## INSTRUCTIONS FOR THE TASK
Work out the number of lines below containing the word "mpsc" and give nothing besides it.

## DATA FOR THIS EXERCISE
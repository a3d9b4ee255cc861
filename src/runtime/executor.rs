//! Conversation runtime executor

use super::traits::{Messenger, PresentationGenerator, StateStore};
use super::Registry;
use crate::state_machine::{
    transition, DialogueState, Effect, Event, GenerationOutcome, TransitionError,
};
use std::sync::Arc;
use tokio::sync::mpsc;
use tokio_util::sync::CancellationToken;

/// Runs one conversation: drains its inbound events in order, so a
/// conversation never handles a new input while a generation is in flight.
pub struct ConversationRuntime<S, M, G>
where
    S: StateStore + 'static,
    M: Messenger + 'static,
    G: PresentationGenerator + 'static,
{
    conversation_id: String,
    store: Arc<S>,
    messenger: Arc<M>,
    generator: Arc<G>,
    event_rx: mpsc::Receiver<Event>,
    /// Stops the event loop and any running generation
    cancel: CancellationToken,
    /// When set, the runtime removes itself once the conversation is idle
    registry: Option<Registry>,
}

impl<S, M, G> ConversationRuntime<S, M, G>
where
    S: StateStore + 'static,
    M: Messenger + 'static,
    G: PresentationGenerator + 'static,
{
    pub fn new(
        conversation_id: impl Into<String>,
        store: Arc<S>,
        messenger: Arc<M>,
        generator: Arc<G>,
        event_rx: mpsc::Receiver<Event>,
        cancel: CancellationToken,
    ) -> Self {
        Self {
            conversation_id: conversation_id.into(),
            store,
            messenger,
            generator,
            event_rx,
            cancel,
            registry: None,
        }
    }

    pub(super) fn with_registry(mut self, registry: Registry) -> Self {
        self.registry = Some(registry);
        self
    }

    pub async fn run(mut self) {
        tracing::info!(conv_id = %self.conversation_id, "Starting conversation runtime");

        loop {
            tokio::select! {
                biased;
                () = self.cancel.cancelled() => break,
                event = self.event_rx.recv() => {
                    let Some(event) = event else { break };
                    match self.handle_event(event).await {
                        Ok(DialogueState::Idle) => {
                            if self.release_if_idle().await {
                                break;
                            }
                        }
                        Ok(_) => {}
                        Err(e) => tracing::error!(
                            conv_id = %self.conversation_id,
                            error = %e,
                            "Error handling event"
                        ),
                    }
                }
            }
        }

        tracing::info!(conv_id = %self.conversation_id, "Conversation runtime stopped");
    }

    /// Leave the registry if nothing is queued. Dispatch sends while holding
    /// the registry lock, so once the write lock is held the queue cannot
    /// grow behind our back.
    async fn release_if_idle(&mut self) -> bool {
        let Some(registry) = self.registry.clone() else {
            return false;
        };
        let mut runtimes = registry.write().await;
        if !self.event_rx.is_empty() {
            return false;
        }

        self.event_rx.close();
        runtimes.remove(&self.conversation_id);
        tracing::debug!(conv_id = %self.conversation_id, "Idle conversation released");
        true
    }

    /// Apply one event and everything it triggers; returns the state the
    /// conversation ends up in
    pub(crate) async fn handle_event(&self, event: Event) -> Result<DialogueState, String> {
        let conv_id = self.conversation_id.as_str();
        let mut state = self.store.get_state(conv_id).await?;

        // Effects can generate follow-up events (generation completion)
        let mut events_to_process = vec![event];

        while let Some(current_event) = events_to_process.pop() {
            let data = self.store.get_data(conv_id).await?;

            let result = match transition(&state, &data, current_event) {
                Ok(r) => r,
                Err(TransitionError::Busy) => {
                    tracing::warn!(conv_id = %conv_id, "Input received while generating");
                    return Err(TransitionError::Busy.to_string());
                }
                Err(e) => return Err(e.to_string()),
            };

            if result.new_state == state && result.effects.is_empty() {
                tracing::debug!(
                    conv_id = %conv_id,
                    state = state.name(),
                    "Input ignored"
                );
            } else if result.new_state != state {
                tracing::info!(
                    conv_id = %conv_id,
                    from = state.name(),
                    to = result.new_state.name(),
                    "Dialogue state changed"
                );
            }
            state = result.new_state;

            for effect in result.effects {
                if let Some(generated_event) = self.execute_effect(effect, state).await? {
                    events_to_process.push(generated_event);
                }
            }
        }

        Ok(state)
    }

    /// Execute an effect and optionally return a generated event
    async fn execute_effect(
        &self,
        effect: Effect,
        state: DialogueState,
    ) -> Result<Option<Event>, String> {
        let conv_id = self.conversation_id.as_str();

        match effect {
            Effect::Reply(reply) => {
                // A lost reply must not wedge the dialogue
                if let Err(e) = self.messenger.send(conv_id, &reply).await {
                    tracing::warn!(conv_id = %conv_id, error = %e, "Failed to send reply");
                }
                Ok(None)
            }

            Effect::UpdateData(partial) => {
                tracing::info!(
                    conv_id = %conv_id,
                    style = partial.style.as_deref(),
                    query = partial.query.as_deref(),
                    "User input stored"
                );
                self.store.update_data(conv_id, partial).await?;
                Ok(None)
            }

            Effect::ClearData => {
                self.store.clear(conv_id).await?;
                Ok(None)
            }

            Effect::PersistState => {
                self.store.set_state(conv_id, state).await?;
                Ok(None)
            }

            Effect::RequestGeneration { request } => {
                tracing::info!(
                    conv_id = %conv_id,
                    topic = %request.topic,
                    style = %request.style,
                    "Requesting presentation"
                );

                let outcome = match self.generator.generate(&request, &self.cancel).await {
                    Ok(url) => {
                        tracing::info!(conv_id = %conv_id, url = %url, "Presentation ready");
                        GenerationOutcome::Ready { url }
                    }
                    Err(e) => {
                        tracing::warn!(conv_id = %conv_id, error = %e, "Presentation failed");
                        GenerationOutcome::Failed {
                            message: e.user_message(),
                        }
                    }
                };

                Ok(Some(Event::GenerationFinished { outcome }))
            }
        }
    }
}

## RESPONSE AREA
3